_Exercise description:_
Reproduce this listing from its first line through the line with "to an action", inclusive, leaving out all that follows.
◆ ◆ ◆ ◆ ◆
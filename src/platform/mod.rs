//! Platform abstraction layer
//!
//! Handles browser specifics for:
//! - Frame ticks (`requestAnimationFrame`)
//! - Wall-clock timers (`setTimeout`)
//! - Mapping key codes to game input

#[cfg(target_arch = "wasm32")]
pub mod web;

/// What a raw input event means to the game
#[derive(Debug, Clone, Copy, PartialEq, Eq)]
pub enum InputAction {
    Jump,
}

/// Map a `KeyboardEvent.code` to an action
pub fn key_action(code: &str) -> Option<InputAction> {
    match code {
        "Space" | "ArrowUp" => Some(InputAction::Jump),
        _ => None,
    }
}
//! Distance tracking and the linear speed ramp

use super::state::{GameEvent, RunState};
use crate::tuning::Tuning;

/// Count one tick of distance and bump speed on milestones
///
/// Distance moves by exactly one per call, so every multiple of the
/// milestone is hit once and only once.
pub fn advance_distance(state: &mut RunState, tuning: &Tuning, events: &mut Vec<GameEvent>) {
    if !state.is_playing() {
        return;
    }

    state.distance += 1;

    if state.distance % tuning.speed_milestone == 0 {
        state.speed += tuning.speed_step;
        log::debug!("Distance {}: speed -> {}", state.distance, state.speed);
        events.push(GameEvent::SpeedUp {
            distance: state.distance,
            speed: state.speed,
        });
    }
}

#[cfg(test)]
mod tests {
    use super::*;

    #[test]
    fn test_speed_ramps_at_milestones() {
        let tuning = Tuning::default();
        let mut state = RunState::new_run(&tuning);
        let mut events = Vec::new();

        for _ in 0..999 {
            advance_distance(&mut state, &tuning, &mut events);
        }
        assert_eq!(state.speed, 5.0);
        assert!(events.is_empty());

        advance_distance(&mut state, &tuning, &mut events);
        assert_eq!(state.distance, 1000);
        assert_eq!(state.speed, 5.5);

        for _ in 0..1000 {
            advance_distance(&mut state, &tuning, &mut events);
        }
        assert_eq!(state.distance, 2000);
        assert_eq!(state.speed, 6.0);
        assert_eq!(
            events,
            vec![
                GameEvent::SpeedUp {
                    distance: 1000,
                    speed: 5.5
                },
                GameEvent::SpeedUp {
                    distance: 2000,
                    speed: 6.0
                },
            ]
        );
    }

    #[test]
    fn test_custom_milestone() {
        let tuning = Tuning {
            speed_milestone: 3,
            speed_step: 1.0,
            ..Default::default()
        };
        let mut state = RunState::new_run(&tuning);
        for _ in 0..9 {
            advance_distance(&mut state, &tuning, &mut Vec::new());
        }
        assert_eq!(state.speed, 8.0);
    }

    #[test]
    fn test_no_distance_outside_playing() {
        let tuning = Tuning::default();
        let mut state = RunState::menu(&tuning);
        advance_distance(&mut state, &tuning, &mut Vec::new());
        assert_eq!(state.distance, 0);
    }
}
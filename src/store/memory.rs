//! In-process store backed by `DashMap`.

use async_trait::async_trait;
use chrono::{DateTime, Utc};
use dashmap::mapref::entry::Entry;
use dashmap::DashMap;
use std::sync::Arc;
use std::time::Duration;
use tokio::task::JoinHandle;
use tokio_util::sync::CancellationToken;
use tracing::debug;

use super::{SharedStore, StoreError};
use crate::clock::{Clock, SystemClock};

#[derive(Debug, Clone)]
struct MemoryEntry {
    value: String,
    expires_at: DateTime<Utc>,
}

impl MemoryEntry {
    fn is_live(&self, now: DateTime<Utc>) -> bool {
        now < self.expires_at
    }
}

/// A store that lives inside one process.
///
/// Expiry is measured against the injected clock, so a `ManualClock` lets
/// tests age out leases and buckets without sleeping.
pub struct MemoryStore {
    prefix: String,
    entries: DashMap<String, MemoryEntry>,
    clock: Arc<dyn Clock>,
}

impl MemoryStore {
    /// Create an empty store on the system clock.
    pub fn new(prefix: &str) -> Self {
        Self::with_clock(prefix, Arc::new(SystemClock))
    }

    /// Create an empty store on the given clock.
    pub fn with_clock(prefix: &str, clock: Arc<dyn Clock>) -> Self {
        Self {
            prefix: prefix.to_string(),
            entries: DashMap::new(),
            clock,
        }
    }

    /// Number of records, live or not yet purged.
    pub fn len(&self) -> usize {
        self.entries.len()
    }

    pub fn is_empty(&self) -> bool {
        self.entries.is_empty()
    }

    /// Drop every expired record and return how many were removed.
    pub fn purge_expired(&self) -> usize {
        let now = self.clock.now();
        let before = self.entries.len();
        self.entries.retain(|_, entry| entry.is_live(now));
        let removed = before.saturating_sub(self.entries.len());
        debug!(removed = removed, "Purged expired store entries");
        removed
    }

    /// Periodically purge expired records until `shutdown` fires.
    pub fn spawn_janitor(
        self: Arc<Self>,
        interval: Duration,
        shutdown: CancellationToken,
    ) -> JoinHandle<()> {
        tokio::spawn(async move {
            let mut ticker = tokio::time::interval(interval);
            loop {
                tokio::select! {
                    _ = shutdown.cancelled() => break,
                    _ = ticker.tick() => {
                        self.purge_expired();
                    }
                }
            }
        })
    }

    fn expiry(&self, ttl: Duration) -> DateTime<Utc> {
        let now = self.clock.now();
        chrono::Duration::from_std(ttl)
            .ok()
            .and_then(|ttl| now.checked_add_signed(ttl))
            .unwrap_or(DateTime::<Utc>::MAX_UTC)
    }
}

impl Default for MemoryStore {
    fn default() -> Self {
        Self::new("")
    }
}

#[async_trait]
impl SharedStore for MemoryStore {
    fn prefix(&self) -> &str {
        &self.prefix
    }

    async fn get(&self, key: &str) -> Result<Option<String>, StoreError> {
        let now = self.clock.now();
        Ok(self
            .entries
            .get(key)
            .filter(|entry| entry.is_live(now))
            .map(|entry| entry.value.clone()))
    }

    async fn set(&self, key: &str, value: &str, ttl: Duration) -> Result<(), StoreError> {
        let entry = MemoryEntry {
            value: value.to_string(),
            expires_at: self.expiry(ttl),
        };
        self.entries.insert(key.to_string(), entry);
        Ok(())
    }

    async fn set_if_absent(
        &self,
        key: &str,
        value: &str,
        ttl: Duration,
    ) -> Result<bool, StoreError> {
        let now = self.clock.now();
        let entry = MemoryEntry {
            value: value.to_string(),
            expires_at: self.expiry(ttl),
        };

        // The shard lock held by `entry` makes check-and-insert atomic.
        match self.entries.entry(key.to_string()) {
            Entry::Occupied(mut occupied) => {
                if occupied.get().is_live(now) {
                    Ok(false)
                } else {
                    occupied.insert(entry);
                    Ok(true)
                }
            }
            Entry::Vacant(vacant) => {
                vacant.insert(entry);
                Ok(true)
            }
        }
    }

    async fn delete_if_equals(&self, key: &str, expected: &str) -> Result<bool, StoreError> {
        let now = self.clock.now();
        Ok(self
            .entries
            .remove_if(key, |_, entry| entry.is_live(now) && entry.value == expected)
            .is_some())
    }
}

#[cfg(test)]
mod tests {
    use super::*;
    use crate::clock::ManualClock;

    fn store_with_clock() -> (MemoryStore, Arc<ManualClock>) {
        let clock = Arc::new(ManualClock::default());
        (MemoryStore::with_clock("test", clock.clone()), clock)
    }

    #[tokio::test]
    async fn test_get_missing() {
        let (store, _) = store_with_clock();
        assert!(store.get("nope").await.unwrap().is_none());
    }

    #[tokio::test]
    async fn test_set_then_get() {
        let (store, _) = store_with_clock();
        store.set("k", "v", Duration::from_secs(5)).await.unwrap();
        assert_eq!(store.get("k").await.unwrap().as_deref(), Some("v"));
        assert_eq!(store.prefix(), "test");
    }

    #[tokio::test]
    async fn test_entries_expire_with_clock() {
        let (store, clock) = store_with_clock();
        store.set("k", "v", Duration::from_secs(5)).await.unwrap();

        clock.advance(Duration::from_secs(4));
        assert!(store.get("k").await.unwrap().is_some());

        clock.advance(Duration::from_secs(1));
        assert!(store.get("k").await.unwrap().is_none());
    }

    #[tokio::test]
    async fn test_set_if_absent() {
        let (store, clock) = store_with_clock();

        assert!(store.set_if_absent("lock", "a", Duration::from_secs(1)).await.unwrap());
        assert!(!store.set_if_absent("lock", "b", Duration::from_secs(1)).await.unwrap());
        assert_eq!(store.get("lock").await.unwrap().as_deref(), Some("a"));

        // An expired record no longer blocks the write
        clock.advance(Duration::from_secs(1));
        assert!(store.set_if_absent("lock", "b", Duration::from_secs(1)).await.unwrap());
        assert_eq!(store.get("lock").await.unwrap().as_deref(), Some("b"));
    }

    #[tokio::test]
    async fn test_delete_if_equals() {
        let (store, _) = store_with_clock();
        store.set("lock", "a", Duration::from_secs(1)).await.unwrap();

        assert!(!store.delete_if_equals("lock", "b").await.unwrap());
        assert!(store.get("lock").await.unwrap().is_some());

        assert!(store.delete_if_equals("lock", "a").await.unwrap());
        assert!(store.get("lock").await.unwrap().is_none());

        assert!(!store.delete_if_equals("lock", "a").await.unwrap());
    }

    #[tokio::test]
    async fn test_purge_expired() {
        let (store, clock) = store_with_clock();
        store.set("short", "v", Duration::from_secs(1)).await.unwrap();
        store.set("long", "v", Duration::from_secs(60)).await.unwrap();
        assert_eq!(store.len(), 2);

        clock.advance(Duration::from_secs(2));
        assert_eq!(store.purge_expired(), 1);
        assert_eq!(store.len(), 1);
        assert!(store.get("long").await.unwrap().is_some());
    }

    #[tokio::test]
    async fn test_janitor_stops_on_shutdown() {
        let (store, clock) = store_with_clock();
        let store = Arc::new(store);
        store.set("k", "v", Duration::from_millis(10)).await.unwrap();
        clock.advance(Duration::from_secs(1));

        let shutdown = CancellationToken::new();
        let handle = store
            .clone()
            .spawn_janitor(Duration::from_millis(5), shutdown.clone());

        tokio::time::sleep(Duration::from_millis(50)).await;
        assert!(store.is_empty());

        shutdown.cancel();
        handle.await.unwrap();
    }
}
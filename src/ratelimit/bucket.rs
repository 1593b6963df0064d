//! Token bucket arithmetic.
//!
//! Everything in here is pure: given the stored state, the bucket shape and
//! the current time, compute the next state and the decision. Persistence and
//! locking live elsewhere.

use chrono::{DateTime, Utc};
use serde::{Deserialize, Serialize};
use std::time::Duration;

/// Absorbs float rounding when a caller comes back exactly `retry_after` later.
const TOKEN_EPSILON: f64 = 1e-9;

/// Persisted state of one bucket.
#[derive(Debug, Clone, Copy, PartialEq, Serialize, Deserialize)]
pub struct BucketState {
    /// Tokens currently available, between zero and the bucket capacity.
    pub tokens: f64,
    /// When `tokens` was last recomputed.
    pub last_refill_at: DateTime<Utc>,
}

impl BucketState {
    /// A bucket holding its full capacity as of `now`.
    pub fn full(capacity: u64, now: DateTime<Utc>) -> Self {
        Self {
            tokens: capacity as f64,
            last_refill_at: now,
        }
    }
}

/// Outcome of trying to take one token.
#[derive(Debug, Clone, Copy, PartialEq)]
pub struct Consumption {
    /// State to write back, on both the allow and the deny path.
    pub state: BucketState,
    pub allowed: bool,
    /// Time until one whole token is available; zero when allowed.
    pub retry_after: Duration,
}

/// Tokens the bucket would hold at `now`, capped at `capacity`.
pub fn available_tokens(
    state: &BucketState,
    capacity: u64,
    refill_interval: Duration,
    now: DateTime<Utc>,
) -> f64 {
    // A clock that went backwards refills nothing
    let elapsed = (now - state.last_refill_at).to_std().unwrap_or(Duration::ZERO);
    let refilled = elapsed.as_secs_f64() / refill_interval.as_secs_f64();
    (state.tokens.max(0.0) + refilled).min(capacity as f64)
}

/// Refill the bucket up to `now` and try to take one token.
pub fn consume(
    state: &BucketState,
    capacity: u64,
    refill_interval: Duration,
    now: DateTime<Utc>,
) -> Consumption {
    let available = available_tokens(state, capacity, refill_interval, now);
    let last_refill_at = now.max(state.last_refill_at);

    if available + TOKEN_EPSILON >= 1.0 {
        Consumption {
            state: BucketState {
                tokens: (available - 1.0).max(0.0),
                last_refill_at,
            },
            allowed: true,
            retry_after: Duration::ZERO,
        }
    } else {
        Consumption {
            // Partial refill is kept so progress toward the next token survives
            state: BucketState {
                tokens: available,
                last_refill_at,
            },
            allowed: false,
            retry_after: time_until_next_token(available, refill_interval),
        }
    }
}

/// Rounded up to whole nanoseconds so waiting this long always suffices.
fn time_until_next_token(available: f64, refill_interval: Duration) -> Duration {
    let missing = (1.0 - available).clamp(0.0, 1.0);
    let nanos = (missing * refill_interval.as_nanos() as f64).ceil();
    Duration::from_nanos(nanos as u64)
}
◆ ◆ ◆ ◆ ◆
_Finished task:_
filename src/platform/mod.rs
//! Platform abstraction layer
//!
//! Handles browser specifics for:
//! - Frame ticks (`requestAnimationFrame`)
//! - Wall-clock timers (`setTimeout`)
//! - Mapping key codes to game input

#[cfg(target_arch = "wasm32")]
pub mod web;

/// What a raw input event means to the game
#[derive(Debug, Clone, Copy, PartialEq, Eq)]
pub enum InputAction {
    Jump,
}

/// Map a `KeyboardEvent.code` to an action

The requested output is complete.